→ Work to be completed: Begin with the line that holds "to fetch message". Write out every line from there to the end of the listing below, word for word.
Content starts
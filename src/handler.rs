use std::sync::atomic::{AtomicBool, Ordering};
use std::sync::Arc;

use anyhow::Context as _;
use evlog::meta;
use serenity::async_trait;
use serenity::client::{Context, EventHandler};
use serenity::http::Http;
use serenity::model::channel::{MessageReaction, Reaction};
use serenity::model::gateway::Ready;
use serenity::model::interactions::application_command::ApplicationCommandInteraction;
use serenity::model::interactions::Interaction;
use tokio::sync::mpsc;

use crate::dispatch::BotEvent;
use crate::helpers::command_opt;
use crate::helpers::command_resp::{self, CommandInteraction, Reply};
use crate::reaction::{MessageDetail, ReactionData, ReactionSource, ReactionTally};
use crate::runtime::get_logger;

/// Forwards gateway events into the dispatcher's queue.
pub struct BotHandler {
    events: mpsc::UnboundedSender<BotEvent>,
    ready_seen: AtomicBool,
}

impl BotHandler {
    pub fn new(events: mpsc::UnboundedSender<BotEvent>) -> Self {
        Self {
            events,
            ready_seen: AtomicBool::new(false),
        }
    }

    /// Forwards the first ready of the session; reconnects are dropped.
    fn on_ready(&self, user: String) {
        if self.ready_seen.swap(true, Ordering::SeqCst) {
            get_logger().debug("Ignoring repeated ready.", meta! {
                "User" => user,
            });
            return;
        }

        self.forward(BotEvent::Ready { user });
    }

    fn forward(&self, event: BotEvent) {
        if self.events.send(event).is_err() {
            get_logger().error("Event dispatcher is gone; dropping event.", meta! {
                "Component" => "handler",
            });
        }
    }
}

#[async_trait]
impl EventHandler for BotHandler {
    async fn ready(&self, _ctx: Context, ready: Ready) {
        self.on_ready(ready.user.name);
    }

    async fn interaction_create(&self, ctx: Context, interaction: Interaction) {
        if let Interaction::ApplicationCommand(interaction) = interaction {
            get_logger().debug("Interaction received.", meta! {
                "InteractionID" => interaction.id.0,
                "CommandID" => interaction.data.id.0,
                "CommandName" => interaction.data.name.clone(),
            });

            self.forward(BotEvent::InteractionCreate(Box::new(SerenityInteraction {
                http: ctx.http.clone(),
                inner: interaction,
            })));
        }
    }

    async fn reaction_add(&self, ctx: Context, add_reaction: Reaction) {
        let reaction = SerenityReaction::new(&ctx, add_reaction).await;
        self.forward(BotEvent::ReactionAdd(Box::new(reaction)));
    }

    async fn reaction_remove(&self, ctx: Context, removed_reaction: Reaction) {
        let reaction = SerenityReaction::new(&ctx, removed_reaction).await;
        self.forward(BotEvent::ReactionRemove(Box::new(reaction)));
    }
}

pub struct SerenityInteraction {
    http: Arc<Http>,
    inner: ApplicationCommandInteraction,
}

#[async_trait]
impl CommandInteraction for SerenityInteraction {
    fn command_name(&self) -> &str {
        &self.inner.data.name
    }

    fn string_option(&self, name: &str) -> Option<String> {
        command_opt::find_string_opt(&self.inner.data.options, name)
    }

    async fn reply(&self, reply: Reply) -> anyhow::Result<()> {
        command_resp::reply(&self.http, &self.inner, &reply).await
    }

    async fn defer_reply(&self) -> anyhow::Result<()> {
        command_resp::defer(&self.http, &self.inner).await
    }

    async fn edit_reply(&self, reply: Reply) -> anyhow::Result<()> {
        command_resp::edit_reply(&self.http, &self.inner, &reply).await
    }
}

/// A gateway reaction plus the reacted message, if the cache had it.
pub struct SerenityReaction {
    http: Arc<Http>,
    data: ReactionData,
    cached: Option<MessageDetail>,
}

impl SerenityReaction {
    async fn new(ctx: &Context, reaction: Reaction) -> Self {
        let cached = ctx.cache.message(reaction.channel_id, reaction.message_id).await
            .map(|msg| message_detail(&msg.reactions));

        Self {
            http: ctx.http.clone(),
            data: ReactionData {
                message_id: reaction.message_id.0,
                channel_id: reaction.channel_id.0,
                guild_id: reaction.guild_id.map(|v| v.0),
                user_id: reaction.user_id.map(|v| v.0),
                emoji: reaction.emoji.to_string(),
            },
            cached,
        }
    }
}

fn message_detail(reactions: &[MessageReaction]) -> MessageDetail {
    MessageDetail {
        reactions: reactions.iter()
            .map(|r| ReactionTally {
                emoji: r.reaction_type.to_string(),
                count: r.count,
            })
            .collect(),
    }
}

#[async_trait]
impl ReactionSource for SerenityReaction {
    fn data(&self) -> &ReactionData {
        &self.data
    }

    fn is_partial(&self) -> bool {
        self.cached.is_none()
    }

    fn cached(&self) -> Option<MessageDetail> {
        self.cached.clone()
    }

    async fn fetch(&self) -> anyhow::Result<MessageDetail> {
        let msg = self.http.get_message(self.data.channel_id, self.data.message_id).await
            .with_context(|| format!("failed to fetch message {}", self.data.message_id))?;

        Ok(message_detail(&msg.reactions))
    }
}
Content ends
→ Reply to the exercise:
            .with_context(|| format!("failed to fetch message {}", self.data.message_id))?;

        Ok(message_detail(&msg.reactions))
    }
}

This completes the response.